Task details :: Set down exactly, from the records below, the line with "self.payload.clear();" through the line with "self.state = ParseState::Payload;", and nothing else.

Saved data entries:
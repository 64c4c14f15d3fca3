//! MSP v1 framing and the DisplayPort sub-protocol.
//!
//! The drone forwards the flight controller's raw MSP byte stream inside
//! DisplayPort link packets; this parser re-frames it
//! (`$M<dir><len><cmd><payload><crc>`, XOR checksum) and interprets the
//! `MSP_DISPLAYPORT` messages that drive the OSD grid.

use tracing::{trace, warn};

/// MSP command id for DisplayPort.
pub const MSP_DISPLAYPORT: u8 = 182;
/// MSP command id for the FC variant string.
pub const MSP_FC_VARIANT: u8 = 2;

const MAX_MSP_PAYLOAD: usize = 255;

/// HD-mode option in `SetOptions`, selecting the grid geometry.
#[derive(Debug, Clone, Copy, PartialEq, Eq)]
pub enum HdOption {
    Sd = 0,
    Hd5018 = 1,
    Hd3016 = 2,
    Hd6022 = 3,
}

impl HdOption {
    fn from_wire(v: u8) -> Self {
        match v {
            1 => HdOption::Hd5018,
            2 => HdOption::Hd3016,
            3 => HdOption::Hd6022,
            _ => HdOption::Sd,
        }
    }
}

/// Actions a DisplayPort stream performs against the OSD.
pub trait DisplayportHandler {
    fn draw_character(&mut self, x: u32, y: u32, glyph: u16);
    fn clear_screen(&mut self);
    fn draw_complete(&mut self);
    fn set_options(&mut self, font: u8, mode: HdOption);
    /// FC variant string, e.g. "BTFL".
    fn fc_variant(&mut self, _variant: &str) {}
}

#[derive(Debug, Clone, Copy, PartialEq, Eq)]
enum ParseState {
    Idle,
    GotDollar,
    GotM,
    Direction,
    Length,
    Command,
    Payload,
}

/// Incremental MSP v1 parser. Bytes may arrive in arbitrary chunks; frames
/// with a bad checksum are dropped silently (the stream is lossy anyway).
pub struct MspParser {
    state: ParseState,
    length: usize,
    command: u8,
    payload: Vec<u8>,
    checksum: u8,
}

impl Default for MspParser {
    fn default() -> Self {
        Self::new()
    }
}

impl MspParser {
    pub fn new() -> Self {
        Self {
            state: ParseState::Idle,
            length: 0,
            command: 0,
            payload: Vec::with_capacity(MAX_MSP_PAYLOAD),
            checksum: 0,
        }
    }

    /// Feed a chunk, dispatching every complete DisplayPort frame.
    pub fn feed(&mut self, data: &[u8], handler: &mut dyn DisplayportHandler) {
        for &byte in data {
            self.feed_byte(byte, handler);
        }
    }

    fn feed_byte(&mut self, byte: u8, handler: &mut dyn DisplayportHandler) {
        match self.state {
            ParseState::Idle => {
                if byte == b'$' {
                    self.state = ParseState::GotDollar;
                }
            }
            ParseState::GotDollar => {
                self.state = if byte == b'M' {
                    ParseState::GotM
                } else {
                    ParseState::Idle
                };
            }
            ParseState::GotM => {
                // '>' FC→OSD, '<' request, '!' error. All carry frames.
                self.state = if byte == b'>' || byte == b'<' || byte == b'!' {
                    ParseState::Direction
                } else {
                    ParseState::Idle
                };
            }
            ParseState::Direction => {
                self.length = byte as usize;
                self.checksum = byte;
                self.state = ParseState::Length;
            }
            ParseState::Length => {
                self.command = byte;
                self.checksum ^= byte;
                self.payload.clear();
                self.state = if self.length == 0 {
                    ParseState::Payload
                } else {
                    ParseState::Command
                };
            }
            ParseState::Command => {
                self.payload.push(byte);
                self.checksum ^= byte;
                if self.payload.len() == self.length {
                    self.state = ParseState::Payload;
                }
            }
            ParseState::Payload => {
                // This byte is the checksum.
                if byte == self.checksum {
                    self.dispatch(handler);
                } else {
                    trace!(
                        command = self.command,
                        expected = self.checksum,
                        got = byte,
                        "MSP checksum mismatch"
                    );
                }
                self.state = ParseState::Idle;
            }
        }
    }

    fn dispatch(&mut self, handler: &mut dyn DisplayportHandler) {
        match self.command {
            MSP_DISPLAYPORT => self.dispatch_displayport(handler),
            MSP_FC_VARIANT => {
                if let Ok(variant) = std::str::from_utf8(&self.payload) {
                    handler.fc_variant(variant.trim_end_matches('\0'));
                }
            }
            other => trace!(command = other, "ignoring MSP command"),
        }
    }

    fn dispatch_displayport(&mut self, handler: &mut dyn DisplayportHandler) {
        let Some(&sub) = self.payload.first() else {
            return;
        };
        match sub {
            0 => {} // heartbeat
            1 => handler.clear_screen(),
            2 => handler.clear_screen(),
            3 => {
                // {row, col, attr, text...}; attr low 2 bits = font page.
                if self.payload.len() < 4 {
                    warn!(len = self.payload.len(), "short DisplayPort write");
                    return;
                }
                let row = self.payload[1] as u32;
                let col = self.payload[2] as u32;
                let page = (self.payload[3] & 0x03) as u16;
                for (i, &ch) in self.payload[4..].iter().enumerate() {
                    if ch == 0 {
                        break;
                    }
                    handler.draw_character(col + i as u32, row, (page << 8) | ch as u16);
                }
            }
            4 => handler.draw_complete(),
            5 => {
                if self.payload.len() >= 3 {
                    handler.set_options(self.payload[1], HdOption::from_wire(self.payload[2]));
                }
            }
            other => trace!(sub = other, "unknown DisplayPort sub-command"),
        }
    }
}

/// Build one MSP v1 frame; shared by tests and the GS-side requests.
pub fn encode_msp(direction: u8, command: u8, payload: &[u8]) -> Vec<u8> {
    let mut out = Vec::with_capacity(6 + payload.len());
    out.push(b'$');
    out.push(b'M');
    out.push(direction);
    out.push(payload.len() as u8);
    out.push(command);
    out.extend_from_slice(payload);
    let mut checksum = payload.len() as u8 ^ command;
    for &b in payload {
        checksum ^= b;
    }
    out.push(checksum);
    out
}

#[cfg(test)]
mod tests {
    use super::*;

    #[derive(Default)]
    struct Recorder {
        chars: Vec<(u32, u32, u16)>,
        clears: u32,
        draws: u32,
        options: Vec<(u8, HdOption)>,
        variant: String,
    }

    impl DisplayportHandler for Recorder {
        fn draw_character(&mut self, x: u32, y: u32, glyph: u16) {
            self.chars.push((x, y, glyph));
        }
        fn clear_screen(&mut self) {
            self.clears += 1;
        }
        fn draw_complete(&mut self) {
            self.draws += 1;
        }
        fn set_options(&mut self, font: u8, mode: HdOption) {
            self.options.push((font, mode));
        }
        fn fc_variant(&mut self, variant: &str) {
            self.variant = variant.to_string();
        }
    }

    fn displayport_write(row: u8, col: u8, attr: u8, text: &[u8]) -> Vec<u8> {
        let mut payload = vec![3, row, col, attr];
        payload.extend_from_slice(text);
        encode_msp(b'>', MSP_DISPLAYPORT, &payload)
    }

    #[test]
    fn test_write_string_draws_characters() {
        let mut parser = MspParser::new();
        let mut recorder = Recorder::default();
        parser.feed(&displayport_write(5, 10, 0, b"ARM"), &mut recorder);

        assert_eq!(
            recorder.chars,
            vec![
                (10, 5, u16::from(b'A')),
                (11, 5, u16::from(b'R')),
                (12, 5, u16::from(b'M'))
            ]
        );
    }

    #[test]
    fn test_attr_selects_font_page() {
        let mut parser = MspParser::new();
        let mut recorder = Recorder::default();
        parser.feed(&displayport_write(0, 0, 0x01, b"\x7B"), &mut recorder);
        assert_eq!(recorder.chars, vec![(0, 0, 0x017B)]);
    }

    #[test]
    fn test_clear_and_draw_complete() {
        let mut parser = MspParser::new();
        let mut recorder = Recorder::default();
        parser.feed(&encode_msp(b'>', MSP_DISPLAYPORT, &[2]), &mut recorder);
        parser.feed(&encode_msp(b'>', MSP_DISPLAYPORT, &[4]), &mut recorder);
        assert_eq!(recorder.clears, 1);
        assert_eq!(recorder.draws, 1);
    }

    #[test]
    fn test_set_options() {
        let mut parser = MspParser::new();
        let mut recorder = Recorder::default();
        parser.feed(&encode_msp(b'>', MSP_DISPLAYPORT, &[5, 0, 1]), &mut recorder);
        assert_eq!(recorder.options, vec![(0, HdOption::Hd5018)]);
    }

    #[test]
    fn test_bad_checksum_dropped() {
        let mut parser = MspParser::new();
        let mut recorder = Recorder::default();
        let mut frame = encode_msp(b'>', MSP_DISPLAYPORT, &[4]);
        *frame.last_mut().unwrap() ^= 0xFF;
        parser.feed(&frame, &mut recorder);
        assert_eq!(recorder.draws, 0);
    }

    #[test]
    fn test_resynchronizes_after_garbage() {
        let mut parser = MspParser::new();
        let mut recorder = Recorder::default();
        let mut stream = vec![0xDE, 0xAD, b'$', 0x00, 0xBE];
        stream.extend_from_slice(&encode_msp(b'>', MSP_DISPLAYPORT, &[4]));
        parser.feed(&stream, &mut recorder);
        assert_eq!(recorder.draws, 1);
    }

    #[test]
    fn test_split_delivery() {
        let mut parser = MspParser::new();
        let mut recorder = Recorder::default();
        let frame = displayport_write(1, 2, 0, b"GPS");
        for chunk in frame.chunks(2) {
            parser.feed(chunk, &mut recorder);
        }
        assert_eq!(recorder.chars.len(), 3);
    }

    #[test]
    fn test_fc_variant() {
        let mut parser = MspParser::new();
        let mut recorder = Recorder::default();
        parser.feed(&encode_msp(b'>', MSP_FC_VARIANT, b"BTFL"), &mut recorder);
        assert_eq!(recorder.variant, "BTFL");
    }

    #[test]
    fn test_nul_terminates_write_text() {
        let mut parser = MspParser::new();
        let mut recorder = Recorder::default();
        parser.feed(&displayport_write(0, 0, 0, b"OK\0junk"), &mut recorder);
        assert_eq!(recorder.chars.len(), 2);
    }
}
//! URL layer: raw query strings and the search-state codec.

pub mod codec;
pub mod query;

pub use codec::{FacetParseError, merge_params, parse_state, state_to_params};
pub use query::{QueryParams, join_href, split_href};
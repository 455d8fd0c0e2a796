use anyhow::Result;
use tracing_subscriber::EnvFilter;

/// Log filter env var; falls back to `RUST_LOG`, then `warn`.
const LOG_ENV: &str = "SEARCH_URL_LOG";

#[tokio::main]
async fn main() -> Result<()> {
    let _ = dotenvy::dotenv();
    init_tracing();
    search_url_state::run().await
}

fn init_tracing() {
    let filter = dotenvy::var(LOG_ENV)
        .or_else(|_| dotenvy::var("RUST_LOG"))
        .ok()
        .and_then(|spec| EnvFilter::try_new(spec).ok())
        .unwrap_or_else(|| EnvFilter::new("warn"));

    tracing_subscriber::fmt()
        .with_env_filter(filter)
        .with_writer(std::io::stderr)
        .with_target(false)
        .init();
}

Task response ::
                self.payload.clear();
                self.state = if self.length == 0 {
                    ParseState::Payload
                } else {
                    ParseState::Command
                };
            }
            ParseState::Command => {
                self.payload.push(byte);
                self.checksum ^= byte;
                if self.payload.len() == self.length {
                    self.state = ParseState::Payload;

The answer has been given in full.